So, one night last year, the television in the basement erupted about two decibels above a shell exploding next to my bed, and it was blasting an Amber Alert through the vents from two floors down, at exactly 11:11p.m, and woke me out of a deep sleep.

I raced downstairs and was enveloped in a bellowing male voice describing two missing children and their clothing and their last known whereabouts.  I turned off the sound and noticed the television was black.

Immediately, I went to check on my three children. I found my last child, Eva, in tears that she could not explain to me. She could not stop crying.  I brought her into bed with me.

I had been thinking about my Mom alot that day - wondering if she was doing okay, and lamenting about feeling alone in my grief - even conversing with her outloud at some points, because the house was uncharacteristically vacant, except for me, and I found myself alone with my thoughts, which had not happened in a long time.

The following morning, my Dad informed me that he had sold my childhood home. I didn't even know it was on the market.

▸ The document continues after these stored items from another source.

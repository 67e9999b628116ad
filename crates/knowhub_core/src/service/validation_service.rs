//! Validation workflow use-case service.
//!
//! # Responsibility
//! - Parse review action tokens from the API collaborator and apply the
//!   decision atomically through the repository.
//! - Provide knowledge component attachment and audit-trail reads.
//!
//! # Invariants
//! - An unrecognized action token fails before any persistence work.
//! - One applied decision writes exactly one audit record.
//! - Validator authorization is the caller's responsibility; the role
//!   mapping itself lives on `PersonRole::can_validate`.

use crate::model::activity::{ValidationAction, ValidationActivity};
use crate::model::component::{KnowledgeComponent, NewComponent};
use crate::model::document::DocumentId;
use crate::model::person::PersonId;
use crate::repo::validation_repo::{DecisionOutcome, DecisionRequest, ValidationRepository};
use crate::repo::{RepoError, RepoResult};
use log::info;
use std::error::Error;
use std::fmt::{Display, Formatter};

/// Service error for validation use-cases.
#[derive(Debug)]
pub enum ValidationServiceError {
    /// Action token is not one of APPROVE|REJECT|REQUEST_CHANGES.
    InvalidAction(String),
    /// Target document does not exist.
    DocumentNotFound(DocumentId),
    /// Referenced validator does not exist.
    ValidatorNotFound(PersonId),
    /// A component is already attached to the document.
    ComponentAlreadyAttached(DocumentId),
    /// Persistence-layer failure.
    Repo(RepoError),
}

impl Display for ValidationServiceError {
    fn fmt(&self, f: &mut Formatter<'_>) -> std::fmt::Result {
        match self {
            Self::InvalidAction(token) => write!(
                f,
                "invalid action `{token}`; expected APPROVE|REJECT|REQUEST_CHANGES"
            ),
            Self::DocumentNotFound(id) => write!(f, "document not found: {id}"),
            Self::ValidatorNotFound(id) => write!(f, "validator not found: {id}"),
            Self::ComponentAlreadyAttached(id) => {
                write!(f, "document already has a knowledge component: {id}")
            }
            Self::Repo(err) => write!(f, "{err}"),
        }
    }
}

impl Error for ValidationServiceError {
    fn source(&self) -> Option<&(dyn Error + 'static)> {
        match self {
            Self::Repo(err) => Some(err),
            _ => None,
        }
    }
}

impl From<RepoError> for ValidationServiceError {
    fn from(value: RepoError) -> Self {
        match value {
            RepoError::DocumentNotFound(id) => Self::DocumentNotFound(id),
            RepoError::PersonNotFound(id) => Self::ValidatorNotFound(id),
            RepoError::ComponentAlreadyAttached(id) => Self::ComponentAlreadyAttached(id),
            other => Self::Repo(other),
        }
    }
}

/// Use-case service for the document validation workflow.
pub struct ValidationService<R: ValidationRepository> {
    repo: R,
}

impl<R: ValidationRepository> ValidationService<R> {
    /// Creates a service using the provided repository implementation.
    pub fn new(repo: R) -> Self {
        Self { repo }
    }

    /// Applies one review decision to a document.
    ///
    /// # Contract
    /// - `action_token` must be APPROVE, REJECT or REQUEST_CHANGES; anything
    ///   else fails with `InvalidAction` and mutates nothing.
    /// - Audit record, status update and conditional component validation
    ///   are committed together or not at all.
    pub fn apply(
        &mut self,
        document_id: DocumentId,
        validator_id: PersonId,
        action_token: &str,
        feedback: impl Into<String>,
    ) -> Result<DecisionOutcome, ValidationServiceError> {
        let action = ValidationAction::parse(action_token)
            .ok_or_else(|| ValidationServiceError::InvalidAction(action_token.to_string()))?;

        let outcome = self.repo.apply_decision(&DecisionRequest {
            document_id,
            validator_id,
            action,
            feedback: feedback.into(),
        })?;

        info!(
            "event=validation_decision module=validation status=ok document={} action={} previous_status={} new_status={} component_validated={}",
            document_id,
            action.as_str(),
            outcome.activity.previous_status.as_str(),
            outcome.activity.new_status.as_str(),
            outcome.component_validated
        );

        Ok(outcome)
    }

    /// Attaches one knowledge component to a document.
    pub fn attach_component(
        &self,
        component: &NewComponent,
    ) -> Result<KnowledgeComponent, ValidationServiceError> {
        self.repo.attach_component(component).map_err(Into::into)
    }

    /// Gets the component attached to a document, if any.
    pub fn component_for(&self, document_id: DocumentId) -> RepoResult<Option<KnowledgeComponent>> {
        self.repo.get_component(document_id)
    }

    /// Lists the audit trail for a document, newest first.
    pub fn history(&self, document_id: DocumentId) -> RepoResult<Vec<ValidationActivity>> {
        self.repo.list_activities(document_id)
    }
}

But, I also discovered this essay contest on Facebook about "Women and Transitioning" and entered this story in it.  I had already written part of this blog, entitled at the time, Disconnection and Regeneration, but I could not bring myself to write anymore, so I saw this are her "urging me from the grave to follow my dreams and return to what makes me happy." I mean, it was all SO PERFECT!

Apparently it was the house, though, because my entry has since been rejected. I like to imagine the reviewers sitting around an oval table after reading my essay, and one guy sighs as he presses his fingertips together in a prism, and he says, "Ohhhh, I don't know, it's just not SAD enough.  I mean, if she would have put more EMOTION into it.  I don't know.  I just wish there were like,  a MESSAGE."

Although, my Mom COULD have been setting me up, which is entirely possible.  LOL.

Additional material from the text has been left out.